**What you should do**
Could you output each line of the data that follows exactly?

=-=-=

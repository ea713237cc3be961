//! The ReAct prompt the model sees on every iteration.

use dossier_core::tool::ToolRegistry;

const HEADER: &str = "You are a research assistant agent. Complete tasks efficiently with minimal steps.";

const FORMAT_AND_RULES: &str = r#"FORMAT (use exactly):
Thought: [brief reasoning]
Action: [tool_name]
Action Input: [input - use JSON for multi-param tools: {"key": "value"}]

For final response:
Thought: I have all the information needed.
Final Answer: [complete answer]

EFFICIENCY RULES:
- Use ONLY 1 action per response, then STOP
- Aim to complete in 2-4 steps total
- For company briefings: 1) get_company_info 2) generate_document or translate_document 3) Final Answer
- For translations: Pass full document content to translate_document
- When you have enough info, immediately give Final Answer

EXAMPLE - "Generate a briefing on Tesla":
Thought: I need company info first.
Action: get_company_info
Action Input: Tesla

[After receiving observation]
Thought: I have the info. Now I'll create the briefing document.
Action: generate_document
Action Input: {"template": "briefing", "content_dict": {"company_name": "Tesla", "industry": "EVs"}}

[After receiving observation]
Thought: I have all the information needed.
Final Answer: [the generated briefing]"#;

/// Tool lines as they appear under `AVAILABLE TOOLS:`.
pub fn tools_section(registry: &ToolRegistry) -> String {
    registry
        .list_descriptions()
        .iter()
        .map(|line| format!("- {line}"))
        .collect::<Vec<_>>()
        .join("\n")
}

/// The fixed part of the prompt, ending with the `Thought:` cue. The
/// rendered transcript is appended to this each iteration.
pub fn base_prompt(instruction: &str, registry: &ToolRegistry) -> String {
    format!(
        "{HEADER}\n\nAVAILABLE TOOLS:\n{}\n\n{FORMAT_AND_RULES}\n\nQuestion: {instruction}\nThought:",
        tools_section(registry)
    )
}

=-=-=

**Answer**
repository ea713237cc3be961
//! The ReAct prompt the model sees on every iteration.

use dossier_core::tool::ToolRegistry;

const HEADER: &str = "You are a research assistant agent. Complete tasks efficiently with minimal steps.";

const FORMAT_AND_RULES: &str = r#"FORMAT (use exactly):
Thought: [brief reasoning]
Action: [tool_name]
Action Input: [input - use JSON for multi-param tools: {"key": "value"}]

For final response:
Thought: I have all the information needed.
Final Answer: [complete answer]

EFFICIENCY RULES:
- Use ONLY 1 action per response, then STOP
- Aim to complete in 2-4 steps total
- For company briefings: 1) get_company_info 2) generate_document or translate_document 3) Final Answer
- For translations: Pass full document content to translate_document
- When you have enough info, immediately give Final Answer

EXAMPLE - "Generate a briefing on Tesla":
Thought: I need company info first.
Action: get_company_info
Action Input: Tesla

[After receiving observation]
Thought: I have the info. Now I'll create the briefing document.
Action: generate_document
Action Input: {"template": "briefing", "content_dict": {"company_name": "Tesla", "industry": "EVs"}}

[After receiving observation]
Thought: I have all the information needed.
Final Answer: [the generated briefing]"#;

/// Tool lines as they appear under `AVAILABLE TOOLS:`.
pub fn tools_section(registry: &ToolRegistry) -> String {
    registry
        .list_descriptions()
        .iter()
        .map(|line| format!("- {line}"))
        .collect::<Vec<_>>()
        .join("\n")
}

/// The fixed part of the prompt, ending with the `Thought:` cue. The
/// rendered transcript is appended to this each iteration.
pub fn base_prompt(instruction: &str, registry: &ToolRegistry) -> String {
    format!(
        "{HEADER}\n\nAVAILABLE TOOLS:\n{}\n\n{FORMAT_AND_RULES}\n\nQuestion: {instruction}\nThought:",
        tools_section(registry)
    )
}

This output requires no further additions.